Project

General

Profile

Bug #11588

Bug #10288: Fix newly identified issues to make our test suite more robust and faster

Sometimes fails to boot from USB on Jenkins with I/O errors

Added by intrigeri about 3 years ago. Updated about 3 years ago.

Status:
Resolved
Priority:
Normal
Assignee:
-
Category:
Test suite
Target version:
Start date:
07/22/2016
Due date:
% Done:

100%

Feature Branch:
test/11588-usb-on-jenkins+10733
Type of work:
Sysadmin
Blueprint:
Starter:
Affected tool:

Description

While working on #10720 I noticed a few I/O errors that blocked the boot. Let's start compiling them here and we'll see what can be done about this. So far I've seen such issues only when booting from USB. I'm curious if the same root cause can trigger more subtle issues, i.e. not blocking the boot but causing false positives later on (I'm thinking e.g. of all the scenarios in which the system under test seems frozen in Tails Greeter after clicking "log in").

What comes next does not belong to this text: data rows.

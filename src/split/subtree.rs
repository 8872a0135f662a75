//! Subtree Reconstruction
//!
//! Rebuilds the element at a split point from the token stream and
//! serializes it as a standalone document. Only simple content is kept:
//! an element holds either child elements or text, never both. Text that
//! arrives after a node has children is discarded.

use crate::core::encoding::OutputEncoding;
use crate::error::{Error, Result};
use crate::reader::events::{Attribute, Namespace, QName, StartElement, XmlToken};
use crate::reader::stream::EventStream;
use crate::writer::xml::{StreamWriter, XmlWriter};
use std::cell::RefCell;
use std::io::Read;

/// Element rebuilt from the stream
#[derive(Debug, Clone, Default, PartialEq, Eq)]
pub struct SubtreeNode {
    pub name: QName,
    pub attributes: Vec<Attribute>,
    /// Declarations carried over from the source element
    pub namespaces: Vec<Namespace>,
    pub children: Vec<SubtreeNode>,
    /// Only set on nodes without children
    pub text: Option<String>,
}

impl SubtreeNode {
    pub fn from_start(start: StartElement) -> Self {
        SubtreeNode {
            name: start.name,
            attributes: start.attributes,
            namespaces: start.namespaces,
            children: Vec::new(),
            text: None,
        }
    }

    pub fn has_children(&self) -> bool {
        !self.children.is_empty()
    }

    fn append_text(&mut self, text: &str) {
        if self.has_children() {
            return;
        }
        self.text.get_or_insert_with(String::new).push_str(text);
    }
}

/// Rebuild the element opened by `start`, consuming tokens up to its end
pub fn reconstruct<R: Read>(
    stream: &mut EventStream<R>,
    start: StartElement,
    preserve_whitespace: bool,
) -> Result<SubtreeNode> {
    let stop_name = start.local_name().to_string();
    let mut roots = Vec::with_capacity(1);
    build_frame(stream, start, &stop_name, &mut roots, preserve_whitespace)?;

    let mut roots = roots.into_iter();
    let root = roots
        .next()
        .ok_or_else(|| Error::malformed(format!("no content for <{stop_name}>"), 0))?;
    let dropped = roots.count();
    if dropped > 0 {
        log::warn!("dropped {dropped} extra top-level element(s) while rebuilding <{stop_name}>");
    }
    Ok(root)
}

/// One level of the rebuild. The frame opens its node on `first`, hands
/// every nested StartElement to a child frame, and ends at the first
/// EndElement named `stop_name`. Finished nodes are pushed onto `parent`.
fn build_frame<R: Read>(
    stream: &mut EventStream<R>,
    first: StartElement,
    stop_name: &str,
    parent: &mut Vec<SubtreeNode>,
    preserve_whitespace: bool,
) -> Result<()> {
    let mut current: Option<SubtreeNode> = None;
    let mut token = Some(XmlToken::StartElement(first));

    while let Some(tok) = token.take() {
        if tok.is_end_named(stop_name) {
            parent.extend(current.take());
            return Ok(());
        }
        match tok {
            XmlToken::StartElement(start) => match current.as_mut() {
                Some(node) => {
                    let child_name = start.local_name().to_string();
                    build_frame(stream, start, &child_name, &mut node.children, preserve_whitespace)?;
                }
                None => current = Some(SubtreeNode::from_start(start)),
            },
            XmlToken::Characters(chars) => {
                if let Some(node) = current.as_mut() {
                    if preserve_whitespace || !chars.is_whitespace_only {
                        node.append_text(&chars.text);
                    }
                }
            }
            XmlToken::CData(text) => {
                if let Some(node) = current.as_mut() {
                    if preserve_whitespace || !text.trim().is_empty() {
                        node.append_text(&text);
                    }
                }
            }
            XmlToken::EntityReference { name } => {
                log::trace!("entity reference &{name}; not carried into split document");
            }
            XmlToken::EndElement(_) => parent.extend(current.take()),
            _ => {}
        }
        token = stream.next_token()?;
    }

    // Input ran out before the end tag
    parent.extend(current.take());
    Ok(())
}

/// Writes rebuilt subtrees as documents. Holds a reusable output buffer.
pub struct SubtreeSerializer {
    buffer: Vec<u8>,
}

thread_local! {
    static SERIALIZER: RefCell<SubtreeSerializer> = RefCell::new(SubtreeSerializer::new());
}

impl Default for SubtreeSerializer {
    fn default() -> Self {
        Self::new()
    }
}

impl SubtreeSerializer {
    pub fn new() -> Self {
        SubtreeSerializer {
            buffer: Vec::with_capacity(8192),
        }
    }

    /// Serialize `node` as a complete document
    pub fn serialize(&mut self, node: &SubtreeNode, encoding: OutputEncoding, indent: Option<usize>) -> Result<Vec<u8>> {
        self.buffer.clear();
        let mut writer = XmlWriter::with_encoding(&mut self.buffer, encoding).with_indent(indent);
        writer.write_start_document("1.0", Some(encoding.label()))?;
        write_node(&mut writer, node)?;
        writer.write_end_document()?;
        Ok(self.buffer.clone())
    }
}

/// Serialize with this thread's cached serializer
pub fn serialize_document(node: &SubtreeNode, encoding: OutputEncoding, indent: Option<usize>) -> Result<Vec<u8>> {
    SERIALIZER.with(|serializer| serializer.borrow_mut().serialize(node, encoding, indent))
}

fn write_node(writer: &mut dyn StreamWriter, node: &SubtreeNode) -> Result<()> {
    writer.write_start_element(&node.name)?;
    for namespace in &node.namespaces {
        writer.write_namespace(namespace)?;
    }
    for attribute in &node.attributes {
        writer.write_attribute(attribute)?;
    }
    if node.has_children() {
        for child in &node.children {
            write_node(writer, child)?;
        }
    } else if let Some(text) = &node.text {
        writer.write_characters(text)?;
    }
    writer.write_end_element()
}

#[cfg(test)]
mod tests {
    use super::*;
    use crate::reader::stream::StreamOptions;
    use crate::split::path::next_matching;
    use pretty_assertions::assert_eq;

    fn rebuild(xml: &str, name: &str, preserve: bool) -> SubtreeNode {
        let mut stream = EventStream::new(xml.as_bytes(), StreamOptions::default()).unwrap();
        let start = next_matching(&mut stream, name).unwrap().unwrap();
        reconstruct(&mut stream, start, preserve).unwrap()
    }

    fn compact(node: &SubtreeNode) -> String {
        String::from_utf8(serialize_document(node, OutputEncoding::Utf8, None).unwrap()).unwrap()
    }

    #[test]
    fn test_nested_elements() {
        let node = rebuild("<r><doc id=\"7\"><a>1</a><b><c>2</c></b></doc></r>", "doc", false);
        assert_eq!(node.name.local_name, "doc");
        assert_eq!(node.attributes[0].value, "7");
        assert_eq!(node.children.len(), 2);
        assert_eq!(node.children[0].text.as_deref(), Some("1"));
        assert_eq!(node.children[1].children[0].text.as_deref(), Some("2"));
        assert_eq!(
            compact(&node),
            "<?xml version=\"1.0\" encoding=\"UTF-8\"?><doc id=\"7\"><a>1</a><b><c>2</c></b></doc>"
        );
    }

    #[test]
    fn test_whitespace_only_text() {
        let dropped = rebuild("<Address><Zip> </Zip></Address>", "Address", false);
        assert_eq!(dropped.children[0].text, None);

        let kept = rebuild("<Address><Zip> </Zip></Address>", "Address", true);
        assert_eq!(kept.children[0].text.as_deref(), Some(" "));
    }

    #[test]
    fn test_mixed_content_not_modelled() {
        let node = rebuild("<p>lead<b>bold</b>tail</p>", "p", false);
        assert_eq!(node.text.as_deref(), Some("lead"));
        assert_eq!(node.children.len(), 1);
        // Text is only written for childless nodes
        assert_eq!(compact(&node), "<?xml version=\"1.0\" encoding=\"UTF-8\"?><p><b>bold</b></p>");
    }

    #[test]
    fn test_same_name_nested() {
        let node = rebuild("<x><x>nested</x></x>", "x", false);
        assert_eq!(node.children.len(), 1);
        assert_eq!(node.children[0].text.as_deref(), Some("nested"));
    }

    #[test]
    fn test_cdata_is_text() {
        let node = rebuild("<d><![CDATA[a<b]]></d>", "d", false);
        assert_eq!(node.text.as_deref(), Some("a<b"));
        assert_eq!(compact(&node), "<?xml version=\"1.0\" encoding=\"UTF-8\"?><d>a&lt;b</d>");
    }

    #[test]
    fn test_namespaces_kept() {
        let node = rebuild("<s:e xmlns:s=\"urn:s\"><s:d><s:v>1</s:v></s:d></s:e>", "d", false);
        assert_eq!(node.name, QName::new("s", "d", "urn:s"));
        assert_eq!(
            compact(&node),
            "<?xml version=\"1.0\" encoding=\"UTF-8\"?><s:d xmlns:s=\"urn:s\"><s:v>1</s:v></s:d>"
        );
    }

    #[test]
    fn test_indented_output() {
        let node = rebuild("<doc><a>1</a><b>2</b></doc>", "doc", false);
        let out = String::from_utf8(serialize_document(&node, OutputEncoding::Utf8, Some(2)).unwrap()).unwrap();
        assert_eq!(
            out,
            "<?xml version=\"1.0\" encoding=\"UTF-8\"?>\n<doc>\n  <a>1</a>\n  <b>2</b>\n</doc>"
        );
    }
}
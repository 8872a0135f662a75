//! Core XML parsing primitives
//!
//! This module contains the fundamental building blocks for XML parsing:
//! - Scanner: SIMD-accelerated delimiter detection using memchr
//! - Tokenizer: Incremental state machine for XML token extraction
//! - Entities: XML entity decoding with Cow (zero-copy when possible), output escaping
//! - Attributes: Attribute parsing and extraction
//! - Dtd: General entities declared in the internal subset
//! - Encoding: Input detection and decoding to UTF-8, output encoders

pub mod attributes;
pub mod dtd;
pub mod encoding;
pub mod entities;
pub mod scanner;
pub mod tokenizer;
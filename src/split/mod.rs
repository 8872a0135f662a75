//! Path-addressed XML Splitting
//!
//! - Path: split paths, flat path matching, root element lookup
//! - Subtree: rebuilding and serializing the element at a split point
//! - Session: the lazy single-use split sequence

pub mod path;
pub mod session;
pub mod subtree;

pub use path::{next_matching, resolve, root_element_name, PathSpec};
pub use session::{IterationState, SplitDocument, SplitIter, SplitOptions, SplitSession};
pub use subtree::{reconstruct, serialize_document, SubtreeNode, SubtreeSerializer};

  • The second (and last) "I start Tails from USB drive "isohybrid" with network unplugged and I login" step in "Cat:ing a Tails isohybrid to a USB drive and booting it, then trying to upgrading it but ending up having to do a fresh installation, which boots" fails: the test suite options are added to the kernel command line, and then, while the syslinux menu is still displayed and there's no trace of Linux booting:
    • 7min30 later: CHS: Error 0c00 reading sector 2247939 (140/14/6) and EDD: Error 0c00 reading sector 2249987
    • another minute later: CHS: Error 0c00 reading sector 2251621 (140/72/34) and EDD: Error 0c00 reading sector 2253669
    • the test suite times out before anything else happens
  • (see 2 times) "I start Tails from USB drive "old" with network unplugged and I login" fails with very similar CHS/EDD errors as above, but at some point Linux starts spitting output and there's a kernel panic ("Failed to execute /init")
  • I've seen at least two Tails cat:ed from ISO fail to boot with SquashFS errors.
  • "I start Tails from USB drive "__internal" with network unplugged and I login with persistence enabled" in "Watching MP4 videos stored on the persistent volume should work as expected given our AppArmor confinement" fails with similar CHS/EDD errors as above; at some point Linux starts spitting output and there's a kernel panic ("Failed to execute /init")
  • "I start Tails from USB drive "__internal" with network unplugged and I login with read-only persistence enabled" in "I start Tails from USB drive "__internal" with network unplugged and I login with read-only persistence enabled" fails with similar CHS/EDD errors as above
  • "I start Tails from USB drive "old" with network unplugged and I login" in "Creating a persistent partition with the old Tails USB installation": kernel panic
  • "I start Tails from USB drive "old" with network unplugged and I login with persistence enabled" in "Writing files to a read/write-enabled persistent partition with the old Tails USB installation": CHS/EDD errors
  • "I start Tails from USB drive "to_upgrade" with network unplugged and I login with persistence enabled" in "Booting a USB drive upgraded from ISO with persistence enabled" is stuck at "syslinux 6.03 EDD" and never displays the bootloader menu (see 02_39_57_Booting_a_USB_drive_upgraded_from_ISO_with_persistence_enabled.mkv attached)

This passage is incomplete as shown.